5. Key steps forward for CPG growth

To fully unlock innovation’s potential, a strategic blueprint is essential, starting with a clear vision and defined objectives for innovation’s role. This involves identifying opportunities within a structured framework, delineating the innovation territory, and crafting the opportunity with specific considerations for the requisite value chain and business model adjustments.

Only through a disciplined, even if still creative, effort is it possible to activate an ongoing effective innovation pipeline that can structurally contribute to growth and sustained value generation.

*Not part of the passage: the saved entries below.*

//! Account management (`/accountmanagement`): users and admins CRUD.

use leptos::ev::SubmitEvent;
use leptos::logging::warn;
use leptos::prelude::*;

use hydrowatch_common::model::{non_blank, Account, AccountDraft, Establishment};
use hydrowatch_common::{BackendClient, Result, Role};

use crate::state::use_app;

#[derive(Debug, Clone, Copy, PartialEq, Eq)]
enum Table {
    Users,
    Admins,
}

impl Table {
    fn title(self) -> &'static str {
        match self {
            Table::Users => "Users",
            Table::Admins => "Admins",
        }
    }

    fn role(self) -> Role {
        match self {
            Table::Users => Role::User,
            Table::Admins => Role::Admin,
        }
    }

    async fn list(self, client: &BackendClient) -> Result<Vec<Account>> {
        match self {
            Table::Users => client.users().await,
            Table::Admins => client.admins().await,
        }
    }

    async fn save(self, client: &BackendClient, id: Option<&str>, draft: &AccountDraft) -> Result<Account> {
        match (self, id) {
            (Table::Users, None) => client.create_user(draft).await,
            (Table::Users, Some(id)) => client.update_user(id, draft).await,
            (Table::Admins, None) => client.create_admin(draft).await,
            (Table::Admins, Some(id)) => client.update_admin(id, draft).await,
        }
    }

    async fn delete(self, client: &BackendClient, id: &str) -> Result<()> {
        match self {
            Table::Users => client.delete_user(id).await,
            Table::Admins => client.delete_admin(id).await,
        }
    }
}

#[component]
pub fn AccountsPage() -> impl IntoView {
    let ctx = use_app();
    let table = RwSignal::new(Table::Users);
    let reload = RwSignal::new(0u32);
    let (rows, set_rows) = signal(Vec::<Account>::new());
    let (sites, set_sites) = signal(Vec::<Establishment>::new());
    let (error, set_error) = signal(Option::<String>::None);

    // Form state; `editing` holds the id of the row being edited.
    let editing = RwSignal::new(Option::<String>::None);
    let username = RwSignal::new(String::new());
    let email = RwSignal::new(String::new());
    let password = RwSignal::new(String::new());
    let verified = RwSignal::new(false);
    let site = RwSignal::new(String::new());

    let reset_form = move || {
        editing.set(None);
        username.set(String::new());
        email.set(String::new());
        password.set(String::new());
        verified.set(false);
        site.set(String::new());
    };

    Effect::new(move |_| {
        let which = table.get();
        reload.track();
        let Some(client) = ctx.client() else { return };
        leptos::task::spawn_local(async move {
            match which.list(&client).await {
                Ok(list) => set_rows.set(list),
                Err(e) => {
                    warn!("Cannot load {}: {e}", which.title());
                    set_error.set(Some(e.user_message()));
                }
            }
        });
    });

    Effect::new(move |_| {
        let Some(client) = ctx.client() else { return };
        leptos::task::spawn_local(async move {
            match client.establishments().await {
                Ok(list) => set_sites.set(list),
                Err(e) => warn!("Cannot load establishments: {e}"),
            }
        });
    });

    let start_edit = move |a: Account| {
        let draft = AccountDraft::from_account(&a);
        editing.set(Some(a.id));
        username.set(draft.username);
        email.set(draft.email);
        password.set(String::new());
        verified.set(draft.is_verified.unwrap_or(false));
        site.set(draft.establishment_id.unwrap_or_default());
    };

    let submit = move |ev: SubmitEvent| {
        ev.prevent_default();
        let which = table.get_untracked();
        let id = editing.get_untracked();
        let draft = AccountDraft {
            username: username.get_untracked().trim().to_string(),
            email: email.get_untracked().trim().to_string(),
            password: non_blank(&password.get_untracked()),
            role: Some(which.role()),
            is_verified: Some(verified.get_untracked()),
            establishment_id: non_blank(&site.get_untracked()),
        };
        if let Err(e) = draft.validate(id.is_none()) {
            return set_error.set(Some(e.user_message()));
        }
        let Some(client) = ctx.client_untracked() else { return };
        leptos::task::spawn_local(async move {
            match which.save(&client, id.as_deref(), &draft).await {
                Ok(_) => {
                    set_error.set(None);
                    reset_form();
                    reload.update(|n| *n += 1);
                }
                Err(e) => set_error.set(Some(e.user_message())),
            }
        });
    };

    let remove = move |id: String| {
        let which = table.get_untracked();
        let Some(client) = ctx.client_untracked() else { return };
        leptos::task::spawn_local(async move {
            match which.delete(&client, &id).await {
                Ok(()) => set_rows.update(|rows| rows.retain(|a| a.id != id)),
                Err(e) => set_error.set(Some(e.user_message())),
            }
        });
    };

    let site_name = move |id: &Option<String>| {
        let id = id.as_deref()?;
        sites.with(|s| s.iter().find(|e| e.id == id).map(|e| e.name.clone()))
    };

    view! {
        <div class="accounts-page">
            <header class="page-header">
                <h1>"Account management"</h1>
                <div class="tabs">
                    {[Table::Users, Table::Admins].into_iter().map(|t| view! {
                        <button
                            class=move || if table.get() == t { "tab active" } else { "tab" }
                            on:click=move |_| { reset_form(); table.set(t); }
                        >{t.title()}</button>
                    }).collect_view()}
                </div>
            </header>
            {move || error.get().map(|m| view! { <p class="banner banner-error">{m}</p> })}

            <table class="data-table">
                <thead>
                    <tr><th>"Username"</th><th>"Email"</th><th>"Verified"</th><th>"Establishment"</th><th></th></tr>
                </thead>
                <tbody>
                    {move || rows.get().into_iter().map(|a| {
                        let id = a.id.clone();
                        let site_label = site_name(&a.establishment_id).unwrap_or_else(|| "-".into());
                        let row = a.clone();
                        view! {
                            <tr>
                                <td>{a.username.clone()}</td>
                                <td>{a.email.clone()}</td>
                                <td>{if a.is_verified { "Yes" } else { "No" }}</td>
                                <td>{site_label}</td>
                                <td class="row-actions">
                                    <button class="btn btn-small" on:click=move |_| start_edit(row.clone())>"Edit"</button>
                                    <button class="btn btn-small btn-danger" on:click=move |_| remove(id.clone())>"Delete"</button>
                                </td>
                            </tr>
                        }
                    }).collect_view()}
                </tbody>
            </table>

            <form class="edit-form" on:submit=submit>
                <h2>{move || match editing.get() {
                    Some(_) => format!("Edit {}", table.get().role()),
                    None => format!("New {}", table.get().role()),
                }}</h2>
                <label>"Username"<input type="text" required bind:value=username/></label>
                <label>"Email"<input type="email" required bind:value=email/></label>
                <label>
                    {move || if editing.get().is_some() { "Password (leave blank to keep)" } else { "Password" }}
                    <input type="password" bind:value=password/>
                </label>
                <label class="checkbox"><input type="checkbox" bind:checked=verified/>"Verified"</label>
                <label>"Establishment"
                    <select bind:value=site>
                        <option value="">"None"</option>
                        {move || sites.get().into_iter().map(|e| view! {
                            <option value=e.id.clone()>{e.name}</option>
                        }).collect_view()}
                    </select>
                </label>
                <div class="form-actions">
                    <button class="btn btn-primary" type="submit">"Save"</button>
                    <button class="btn" type="button" on:click=move |_| reset_form()>"Cancel"</button>
                </div>
            </form>
        </div>
    }
}

#[cfg(test)]
mod tests {
    use super::*;

    #[test]
    fn test_tables_create_matching_roles() {
        assert_eq!(Table::Users.role(), Role::User);
        assert_eq!(Table::Admins.role(), Role::Admin);
        assert_eq!(Table::Admins.title(), "Admins");
    }
}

Restoring faith in the competitive advantage provided by innovation requires its reintegration at the heart of strategic planning. This requires business leaders to define a vision and objectives, bolstering governance structures, innovation teams, ramping up investment, and emphasizing the pivotal role of internal capabilities in driving the innovation agenda forward. In doing so, CPG companies can not only catch up with but potentially lead in the relentless march towards sustainable growth and industry leadership.

The path forward is fraught with uncertainty, with significant forces reshaping the value creation landscape in the CPG industry. Only through pioneering and effective innovation can companies sustain growth and prosperity.